## Your instructions
What you return must match the records word for word.

- - - -

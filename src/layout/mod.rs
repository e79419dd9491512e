//! Layout engine for the calendar overlay.
//!
//! This module handles:
//! - Grid geometry and per-cell pixel centers
//! - Converting pixel centers to resolution-independent percentages
//! - Building the complete overlay view-model for a date state

mod grid;
mod overlay;

pub use grid::{CellCenter, GridGeometry};
pub use overlay::{build_overlay, layout_cells};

- - - -

## Answer box
filename src/layout/mod.rs
repository e79419dd9491512e
//! Layout engine for the calendar overlay.
//!
//! This module handles:
//! - Grid geometry and per-cell pixel centers
//! - Converting pixel centers to resolution-independent percentages
//! - Building the complete overlay view-model for a date state

mod grid;
mod overlay;

pub use grid::{CellCenter, GridGeometry};
pub use overlay::{build_overlay, layout_cells};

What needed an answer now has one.